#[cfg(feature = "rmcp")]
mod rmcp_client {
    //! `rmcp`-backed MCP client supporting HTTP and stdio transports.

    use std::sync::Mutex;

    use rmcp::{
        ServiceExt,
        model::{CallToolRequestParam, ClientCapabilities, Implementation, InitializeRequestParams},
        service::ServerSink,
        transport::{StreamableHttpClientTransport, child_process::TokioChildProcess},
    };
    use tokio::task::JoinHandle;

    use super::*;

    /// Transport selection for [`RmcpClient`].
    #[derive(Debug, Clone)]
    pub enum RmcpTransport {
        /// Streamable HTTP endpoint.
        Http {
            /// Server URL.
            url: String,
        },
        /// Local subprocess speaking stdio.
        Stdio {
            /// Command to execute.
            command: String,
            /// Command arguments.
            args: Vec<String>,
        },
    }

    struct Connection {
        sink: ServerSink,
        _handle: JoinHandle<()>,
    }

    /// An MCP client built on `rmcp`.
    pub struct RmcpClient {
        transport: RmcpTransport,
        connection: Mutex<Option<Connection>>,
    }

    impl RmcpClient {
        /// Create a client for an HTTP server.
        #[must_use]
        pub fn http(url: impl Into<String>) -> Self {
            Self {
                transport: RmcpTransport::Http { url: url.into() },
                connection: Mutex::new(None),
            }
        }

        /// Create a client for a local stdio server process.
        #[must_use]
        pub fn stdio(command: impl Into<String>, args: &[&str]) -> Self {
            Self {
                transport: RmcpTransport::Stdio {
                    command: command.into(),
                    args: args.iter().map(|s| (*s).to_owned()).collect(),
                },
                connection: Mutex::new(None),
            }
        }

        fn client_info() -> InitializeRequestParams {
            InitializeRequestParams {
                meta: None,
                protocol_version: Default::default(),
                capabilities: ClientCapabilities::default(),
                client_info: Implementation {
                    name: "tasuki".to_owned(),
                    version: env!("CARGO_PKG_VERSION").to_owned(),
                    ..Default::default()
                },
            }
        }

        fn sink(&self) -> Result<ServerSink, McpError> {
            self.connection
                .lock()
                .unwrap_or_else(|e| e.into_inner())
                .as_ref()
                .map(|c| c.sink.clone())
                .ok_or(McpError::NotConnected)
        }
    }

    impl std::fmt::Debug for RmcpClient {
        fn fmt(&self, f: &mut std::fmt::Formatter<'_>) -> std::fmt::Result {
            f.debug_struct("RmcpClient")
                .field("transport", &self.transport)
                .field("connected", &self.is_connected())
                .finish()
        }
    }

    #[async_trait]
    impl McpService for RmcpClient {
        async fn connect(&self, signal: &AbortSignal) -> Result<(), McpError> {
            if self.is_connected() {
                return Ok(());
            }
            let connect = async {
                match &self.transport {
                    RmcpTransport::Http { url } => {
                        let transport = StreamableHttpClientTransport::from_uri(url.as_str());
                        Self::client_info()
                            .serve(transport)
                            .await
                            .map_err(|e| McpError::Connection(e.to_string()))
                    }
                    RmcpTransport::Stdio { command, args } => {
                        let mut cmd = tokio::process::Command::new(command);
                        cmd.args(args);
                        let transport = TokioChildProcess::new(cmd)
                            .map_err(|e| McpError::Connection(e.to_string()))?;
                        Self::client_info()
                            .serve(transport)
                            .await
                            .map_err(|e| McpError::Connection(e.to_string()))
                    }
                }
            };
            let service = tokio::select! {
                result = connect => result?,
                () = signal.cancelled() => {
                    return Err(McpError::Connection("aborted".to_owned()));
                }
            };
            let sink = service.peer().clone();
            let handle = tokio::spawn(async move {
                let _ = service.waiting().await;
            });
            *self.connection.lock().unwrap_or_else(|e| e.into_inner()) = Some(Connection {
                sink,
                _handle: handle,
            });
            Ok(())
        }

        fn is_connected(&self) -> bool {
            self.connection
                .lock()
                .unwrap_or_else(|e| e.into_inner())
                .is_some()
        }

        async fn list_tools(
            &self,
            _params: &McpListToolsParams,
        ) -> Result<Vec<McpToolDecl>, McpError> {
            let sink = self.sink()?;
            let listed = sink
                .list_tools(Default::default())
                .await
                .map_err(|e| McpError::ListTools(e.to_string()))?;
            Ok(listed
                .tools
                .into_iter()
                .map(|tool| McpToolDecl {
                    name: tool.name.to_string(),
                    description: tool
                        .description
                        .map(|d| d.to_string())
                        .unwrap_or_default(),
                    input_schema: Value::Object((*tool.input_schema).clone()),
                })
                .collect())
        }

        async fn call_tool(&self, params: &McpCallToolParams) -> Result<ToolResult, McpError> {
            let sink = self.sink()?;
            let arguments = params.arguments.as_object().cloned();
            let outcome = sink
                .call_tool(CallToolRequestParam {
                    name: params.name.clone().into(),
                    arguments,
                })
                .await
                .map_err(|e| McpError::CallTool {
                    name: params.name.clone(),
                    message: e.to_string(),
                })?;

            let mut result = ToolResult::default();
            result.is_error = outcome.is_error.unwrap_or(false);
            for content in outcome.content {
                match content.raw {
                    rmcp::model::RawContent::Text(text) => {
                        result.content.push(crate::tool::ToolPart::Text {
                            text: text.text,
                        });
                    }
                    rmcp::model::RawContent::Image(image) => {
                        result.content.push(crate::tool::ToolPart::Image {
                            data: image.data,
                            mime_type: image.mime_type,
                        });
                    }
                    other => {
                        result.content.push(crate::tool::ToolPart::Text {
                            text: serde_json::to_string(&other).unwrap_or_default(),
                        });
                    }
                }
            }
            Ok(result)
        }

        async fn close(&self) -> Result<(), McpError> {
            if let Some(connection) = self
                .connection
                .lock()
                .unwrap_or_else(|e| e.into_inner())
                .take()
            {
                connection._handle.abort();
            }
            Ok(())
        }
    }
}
=-=-=
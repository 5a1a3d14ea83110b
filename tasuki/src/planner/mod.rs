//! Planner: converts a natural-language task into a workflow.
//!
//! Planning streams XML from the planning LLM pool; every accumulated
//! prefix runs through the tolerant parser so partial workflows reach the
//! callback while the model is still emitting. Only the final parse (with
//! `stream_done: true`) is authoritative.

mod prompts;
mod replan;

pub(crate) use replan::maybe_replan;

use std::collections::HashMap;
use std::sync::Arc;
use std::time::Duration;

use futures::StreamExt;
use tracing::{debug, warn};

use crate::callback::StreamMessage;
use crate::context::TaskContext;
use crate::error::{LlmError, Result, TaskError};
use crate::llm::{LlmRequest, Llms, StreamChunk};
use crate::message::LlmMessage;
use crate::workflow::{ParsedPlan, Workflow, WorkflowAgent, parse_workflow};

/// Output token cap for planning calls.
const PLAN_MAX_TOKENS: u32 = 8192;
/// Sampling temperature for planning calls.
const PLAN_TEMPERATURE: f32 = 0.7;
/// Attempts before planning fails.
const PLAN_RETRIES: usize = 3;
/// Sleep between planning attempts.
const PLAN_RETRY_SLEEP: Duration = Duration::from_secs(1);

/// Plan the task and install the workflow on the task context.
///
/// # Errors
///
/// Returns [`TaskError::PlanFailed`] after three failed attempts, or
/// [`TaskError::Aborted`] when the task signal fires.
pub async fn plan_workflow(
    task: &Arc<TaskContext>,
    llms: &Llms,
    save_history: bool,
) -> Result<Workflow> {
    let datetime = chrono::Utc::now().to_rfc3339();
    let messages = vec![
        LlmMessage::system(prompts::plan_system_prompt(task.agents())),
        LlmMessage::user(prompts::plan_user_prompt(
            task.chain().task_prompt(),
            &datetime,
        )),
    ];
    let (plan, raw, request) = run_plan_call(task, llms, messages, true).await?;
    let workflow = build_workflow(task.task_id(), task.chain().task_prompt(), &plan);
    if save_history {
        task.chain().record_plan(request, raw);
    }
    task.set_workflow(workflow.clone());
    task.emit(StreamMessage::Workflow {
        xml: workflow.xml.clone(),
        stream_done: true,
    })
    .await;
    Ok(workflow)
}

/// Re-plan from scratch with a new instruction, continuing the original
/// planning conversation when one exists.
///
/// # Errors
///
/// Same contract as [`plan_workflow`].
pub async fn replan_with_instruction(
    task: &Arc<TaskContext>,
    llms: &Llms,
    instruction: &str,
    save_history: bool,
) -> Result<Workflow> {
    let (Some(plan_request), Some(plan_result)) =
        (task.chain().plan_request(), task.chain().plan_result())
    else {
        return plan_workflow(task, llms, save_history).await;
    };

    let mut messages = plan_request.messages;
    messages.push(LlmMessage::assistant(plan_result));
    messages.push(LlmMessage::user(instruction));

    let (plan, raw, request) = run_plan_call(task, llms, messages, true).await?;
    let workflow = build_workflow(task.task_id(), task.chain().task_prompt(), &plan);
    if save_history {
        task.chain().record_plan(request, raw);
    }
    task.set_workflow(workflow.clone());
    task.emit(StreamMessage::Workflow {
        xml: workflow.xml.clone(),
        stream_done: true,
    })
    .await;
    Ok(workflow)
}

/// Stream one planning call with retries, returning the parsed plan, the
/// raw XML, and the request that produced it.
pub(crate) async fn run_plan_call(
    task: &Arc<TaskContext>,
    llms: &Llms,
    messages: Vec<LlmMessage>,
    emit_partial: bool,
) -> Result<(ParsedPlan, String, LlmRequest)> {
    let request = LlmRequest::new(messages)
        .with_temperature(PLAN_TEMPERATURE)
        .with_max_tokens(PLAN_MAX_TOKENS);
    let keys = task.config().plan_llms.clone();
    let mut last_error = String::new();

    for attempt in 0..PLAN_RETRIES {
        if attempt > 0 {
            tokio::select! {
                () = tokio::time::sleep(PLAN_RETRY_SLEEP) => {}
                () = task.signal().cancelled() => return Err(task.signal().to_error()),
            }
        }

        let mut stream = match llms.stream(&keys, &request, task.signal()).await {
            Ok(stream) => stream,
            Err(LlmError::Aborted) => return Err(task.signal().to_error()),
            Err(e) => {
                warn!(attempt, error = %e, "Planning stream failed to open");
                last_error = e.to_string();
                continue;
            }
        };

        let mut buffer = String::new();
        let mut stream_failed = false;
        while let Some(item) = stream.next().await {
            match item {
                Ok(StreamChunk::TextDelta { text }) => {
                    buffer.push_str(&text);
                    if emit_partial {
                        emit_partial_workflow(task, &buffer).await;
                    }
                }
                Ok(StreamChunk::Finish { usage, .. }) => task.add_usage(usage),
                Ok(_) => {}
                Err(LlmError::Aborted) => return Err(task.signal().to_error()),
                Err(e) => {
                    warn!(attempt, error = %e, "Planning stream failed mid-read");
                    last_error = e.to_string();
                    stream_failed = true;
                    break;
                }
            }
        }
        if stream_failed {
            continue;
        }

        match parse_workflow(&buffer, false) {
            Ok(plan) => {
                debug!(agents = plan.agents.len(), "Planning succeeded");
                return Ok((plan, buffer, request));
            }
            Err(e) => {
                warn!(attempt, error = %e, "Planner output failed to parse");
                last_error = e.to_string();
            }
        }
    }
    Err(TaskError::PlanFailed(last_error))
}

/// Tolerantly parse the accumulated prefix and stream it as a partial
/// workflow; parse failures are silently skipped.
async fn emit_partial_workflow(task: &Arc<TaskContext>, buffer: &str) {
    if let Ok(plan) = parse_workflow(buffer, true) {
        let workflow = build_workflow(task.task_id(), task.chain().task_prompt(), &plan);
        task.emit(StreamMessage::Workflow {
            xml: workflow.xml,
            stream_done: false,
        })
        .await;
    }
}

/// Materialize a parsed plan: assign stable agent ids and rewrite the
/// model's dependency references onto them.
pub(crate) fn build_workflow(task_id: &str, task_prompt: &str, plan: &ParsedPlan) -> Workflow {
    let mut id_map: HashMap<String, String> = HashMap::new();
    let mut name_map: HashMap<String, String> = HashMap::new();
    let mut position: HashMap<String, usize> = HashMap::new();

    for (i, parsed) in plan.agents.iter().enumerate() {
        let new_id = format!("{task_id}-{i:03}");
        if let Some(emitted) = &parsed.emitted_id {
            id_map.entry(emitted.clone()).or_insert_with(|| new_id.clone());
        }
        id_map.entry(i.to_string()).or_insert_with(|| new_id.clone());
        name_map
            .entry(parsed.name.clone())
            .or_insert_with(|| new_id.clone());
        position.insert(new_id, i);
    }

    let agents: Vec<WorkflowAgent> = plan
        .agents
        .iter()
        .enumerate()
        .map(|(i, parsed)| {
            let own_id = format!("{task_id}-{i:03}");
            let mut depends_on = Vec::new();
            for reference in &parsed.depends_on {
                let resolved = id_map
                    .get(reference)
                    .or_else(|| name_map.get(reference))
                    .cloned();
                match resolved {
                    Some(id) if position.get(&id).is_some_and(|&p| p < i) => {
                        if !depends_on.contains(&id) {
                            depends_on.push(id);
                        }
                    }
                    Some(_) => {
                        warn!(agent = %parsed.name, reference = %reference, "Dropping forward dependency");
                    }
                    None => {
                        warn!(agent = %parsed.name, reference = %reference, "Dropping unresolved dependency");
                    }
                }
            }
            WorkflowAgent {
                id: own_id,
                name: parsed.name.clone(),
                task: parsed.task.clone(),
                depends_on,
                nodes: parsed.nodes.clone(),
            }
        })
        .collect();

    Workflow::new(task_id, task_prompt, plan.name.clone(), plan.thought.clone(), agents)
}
=-=-=
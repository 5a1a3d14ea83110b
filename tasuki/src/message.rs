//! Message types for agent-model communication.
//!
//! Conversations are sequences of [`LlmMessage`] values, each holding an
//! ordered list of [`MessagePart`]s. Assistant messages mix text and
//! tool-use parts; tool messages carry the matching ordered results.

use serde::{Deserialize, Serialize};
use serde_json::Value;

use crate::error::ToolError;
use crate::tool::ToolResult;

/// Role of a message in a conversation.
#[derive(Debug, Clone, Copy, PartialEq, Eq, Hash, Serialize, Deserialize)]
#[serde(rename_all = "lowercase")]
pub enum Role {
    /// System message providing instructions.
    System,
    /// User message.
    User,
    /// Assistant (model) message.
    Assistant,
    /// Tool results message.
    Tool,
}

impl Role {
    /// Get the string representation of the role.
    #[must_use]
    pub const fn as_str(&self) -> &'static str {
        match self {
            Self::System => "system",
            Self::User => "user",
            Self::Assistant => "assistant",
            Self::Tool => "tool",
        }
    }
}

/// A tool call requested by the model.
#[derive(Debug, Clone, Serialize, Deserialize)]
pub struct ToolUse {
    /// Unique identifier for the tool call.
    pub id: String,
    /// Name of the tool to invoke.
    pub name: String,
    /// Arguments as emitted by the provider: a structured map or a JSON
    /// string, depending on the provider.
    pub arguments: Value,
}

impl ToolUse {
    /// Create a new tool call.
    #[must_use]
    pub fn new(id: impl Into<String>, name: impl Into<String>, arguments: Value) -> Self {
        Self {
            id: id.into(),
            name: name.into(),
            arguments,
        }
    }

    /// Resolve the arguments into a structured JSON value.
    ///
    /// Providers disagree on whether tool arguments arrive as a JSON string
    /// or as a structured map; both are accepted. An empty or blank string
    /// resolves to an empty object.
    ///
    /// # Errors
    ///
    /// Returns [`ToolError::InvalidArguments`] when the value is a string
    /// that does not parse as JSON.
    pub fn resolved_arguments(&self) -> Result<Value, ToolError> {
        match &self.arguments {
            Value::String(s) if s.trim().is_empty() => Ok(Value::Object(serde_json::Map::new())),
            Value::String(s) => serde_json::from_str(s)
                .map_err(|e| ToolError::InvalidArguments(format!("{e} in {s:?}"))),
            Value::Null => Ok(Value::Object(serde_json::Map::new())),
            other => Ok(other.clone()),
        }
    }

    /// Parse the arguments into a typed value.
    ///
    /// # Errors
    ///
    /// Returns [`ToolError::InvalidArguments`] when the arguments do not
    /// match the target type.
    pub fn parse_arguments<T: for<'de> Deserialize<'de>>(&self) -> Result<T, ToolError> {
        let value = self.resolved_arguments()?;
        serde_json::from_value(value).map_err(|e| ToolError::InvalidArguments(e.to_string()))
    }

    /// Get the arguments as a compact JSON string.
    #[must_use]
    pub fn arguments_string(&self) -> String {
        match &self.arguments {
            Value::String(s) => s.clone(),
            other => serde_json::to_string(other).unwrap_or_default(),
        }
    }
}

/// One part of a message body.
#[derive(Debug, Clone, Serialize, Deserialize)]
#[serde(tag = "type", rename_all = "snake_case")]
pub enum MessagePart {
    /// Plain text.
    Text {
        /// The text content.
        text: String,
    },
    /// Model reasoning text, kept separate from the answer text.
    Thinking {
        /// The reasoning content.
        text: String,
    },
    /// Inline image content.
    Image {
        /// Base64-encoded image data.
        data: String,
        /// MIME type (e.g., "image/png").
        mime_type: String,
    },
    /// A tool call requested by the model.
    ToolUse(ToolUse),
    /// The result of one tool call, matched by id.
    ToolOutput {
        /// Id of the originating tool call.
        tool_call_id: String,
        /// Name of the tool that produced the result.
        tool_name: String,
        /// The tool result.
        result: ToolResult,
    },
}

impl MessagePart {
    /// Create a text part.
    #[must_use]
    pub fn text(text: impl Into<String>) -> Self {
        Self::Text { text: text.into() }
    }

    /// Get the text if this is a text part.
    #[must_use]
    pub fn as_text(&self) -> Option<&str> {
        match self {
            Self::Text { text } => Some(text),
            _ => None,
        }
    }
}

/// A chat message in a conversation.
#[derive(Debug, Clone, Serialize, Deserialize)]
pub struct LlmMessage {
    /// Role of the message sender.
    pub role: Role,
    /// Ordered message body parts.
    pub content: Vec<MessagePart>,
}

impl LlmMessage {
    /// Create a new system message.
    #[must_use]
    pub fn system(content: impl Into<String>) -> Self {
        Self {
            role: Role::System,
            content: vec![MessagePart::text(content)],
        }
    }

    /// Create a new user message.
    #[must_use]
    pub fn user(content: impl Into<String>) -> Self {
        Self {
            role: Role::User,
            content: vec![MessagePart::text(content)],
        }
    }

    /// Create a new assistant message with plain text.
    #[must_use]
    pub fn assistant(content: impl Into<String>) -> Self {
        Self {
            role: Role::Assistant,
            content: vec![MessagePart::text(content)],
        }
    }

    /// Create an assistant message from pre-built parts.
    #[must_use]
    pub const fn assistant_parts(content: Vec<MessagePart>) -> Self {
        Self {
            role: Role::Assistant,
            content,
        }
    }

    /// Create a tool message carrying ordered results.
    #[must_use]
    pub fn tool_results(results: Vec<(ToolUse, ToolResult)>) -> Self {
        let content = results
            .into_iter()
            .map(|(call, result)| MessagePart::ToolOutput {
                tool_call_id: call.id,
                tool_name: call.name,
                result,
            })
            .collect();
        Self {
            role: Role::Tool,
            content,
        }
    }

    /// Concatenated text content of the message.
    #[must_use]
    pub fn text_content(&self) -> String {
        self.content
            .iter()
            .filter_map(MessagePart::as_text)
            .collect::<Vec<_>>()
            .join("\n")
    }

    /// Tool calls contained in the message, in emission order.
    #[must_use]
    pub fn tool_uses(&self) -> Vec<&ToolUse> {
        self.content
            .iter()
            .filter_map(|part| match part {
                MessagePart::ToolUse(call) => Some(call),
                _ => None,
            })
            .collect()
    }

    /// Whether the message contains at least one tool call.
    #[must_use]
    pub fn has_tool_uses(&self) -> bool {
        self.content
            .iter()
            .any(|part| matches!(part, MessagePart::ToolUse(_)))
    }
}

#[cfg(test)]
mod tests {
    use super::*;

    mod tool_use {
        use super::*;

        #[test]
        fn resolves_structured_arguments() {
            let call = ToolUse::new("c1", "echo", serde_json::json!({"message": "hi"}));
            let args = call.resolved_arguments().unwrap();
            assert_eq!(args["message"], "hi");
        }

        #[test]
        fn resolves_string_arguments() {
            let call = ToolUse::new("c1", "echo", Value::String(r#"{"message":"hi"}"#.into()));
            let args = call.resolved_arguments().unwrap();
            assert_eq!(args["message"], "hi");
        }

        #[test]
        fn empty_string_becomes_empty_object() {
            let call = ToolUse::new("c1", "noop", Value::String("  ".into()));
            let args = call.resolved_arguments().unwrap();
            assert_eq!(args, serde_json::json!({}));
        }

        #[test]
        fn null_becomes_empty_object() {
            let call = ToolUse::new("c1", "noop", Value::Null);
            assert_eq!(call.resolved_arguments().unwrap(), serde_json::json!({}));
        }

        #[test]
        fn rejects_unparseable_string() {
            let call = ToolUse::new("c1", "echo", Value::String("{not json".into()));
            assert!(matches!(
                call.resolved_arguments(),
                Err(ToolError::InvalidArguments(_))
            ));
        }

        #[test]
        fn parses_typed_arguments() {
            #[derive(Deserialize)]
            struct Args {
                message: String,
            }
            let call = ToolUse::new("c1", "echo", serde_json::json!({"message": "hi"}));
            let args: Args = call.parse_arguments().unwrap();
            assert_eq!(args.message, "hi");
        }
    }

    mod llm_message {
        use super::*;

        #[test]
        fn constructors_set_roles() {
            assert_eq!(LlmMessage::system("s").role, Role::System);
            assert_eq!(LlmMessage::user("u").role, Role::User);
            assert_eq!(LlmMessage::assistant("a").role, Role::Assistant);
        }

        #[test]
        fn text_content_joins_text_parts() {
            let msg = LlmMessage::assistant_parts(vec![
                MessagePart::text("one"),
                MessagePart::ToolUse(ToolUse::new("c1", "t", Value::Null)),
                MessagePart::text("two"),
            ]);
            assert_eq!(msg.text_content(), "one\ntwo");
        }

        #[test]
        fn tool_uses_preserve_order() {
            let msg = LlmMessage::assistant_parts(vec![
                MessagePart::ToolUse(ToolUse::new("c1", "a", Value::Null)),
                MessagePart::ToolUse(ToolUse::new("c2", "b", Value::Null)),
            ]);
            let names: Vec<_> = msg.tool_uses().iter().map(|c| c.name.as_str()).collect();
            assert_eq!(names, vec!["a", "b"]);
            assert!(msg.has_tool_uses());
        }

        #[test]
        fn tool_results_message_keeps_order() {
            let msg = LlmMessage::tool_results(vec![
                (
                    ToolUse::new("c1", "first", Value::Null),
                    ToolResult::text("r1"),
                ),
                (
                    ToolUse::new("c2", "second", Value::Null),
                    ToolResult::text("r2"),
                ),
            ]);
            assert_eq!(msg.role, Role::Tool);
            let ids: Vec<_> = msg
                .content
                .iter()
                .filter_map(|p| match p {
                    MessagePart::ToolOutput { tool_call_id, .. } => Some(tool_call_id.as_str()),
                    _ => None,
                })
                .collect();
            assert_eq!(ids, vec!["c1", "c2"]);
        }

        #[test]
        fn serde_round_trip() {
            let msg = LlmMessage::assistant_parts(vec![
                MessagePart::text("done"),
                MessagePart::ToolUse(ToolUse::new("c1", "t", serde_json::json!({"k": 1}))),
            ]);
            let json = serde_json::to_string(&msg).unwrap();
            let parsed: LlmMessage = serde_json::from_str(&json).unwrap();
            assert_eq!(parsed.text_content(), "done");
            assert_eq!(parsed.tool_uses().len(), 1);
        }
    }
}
=-=-=
(Required work):
Where a line of the data above includes the string "datetime", pull it out.

(Answer section):
    let datetime = chrono::Utc::now().to_rfc3339();
            &datetime,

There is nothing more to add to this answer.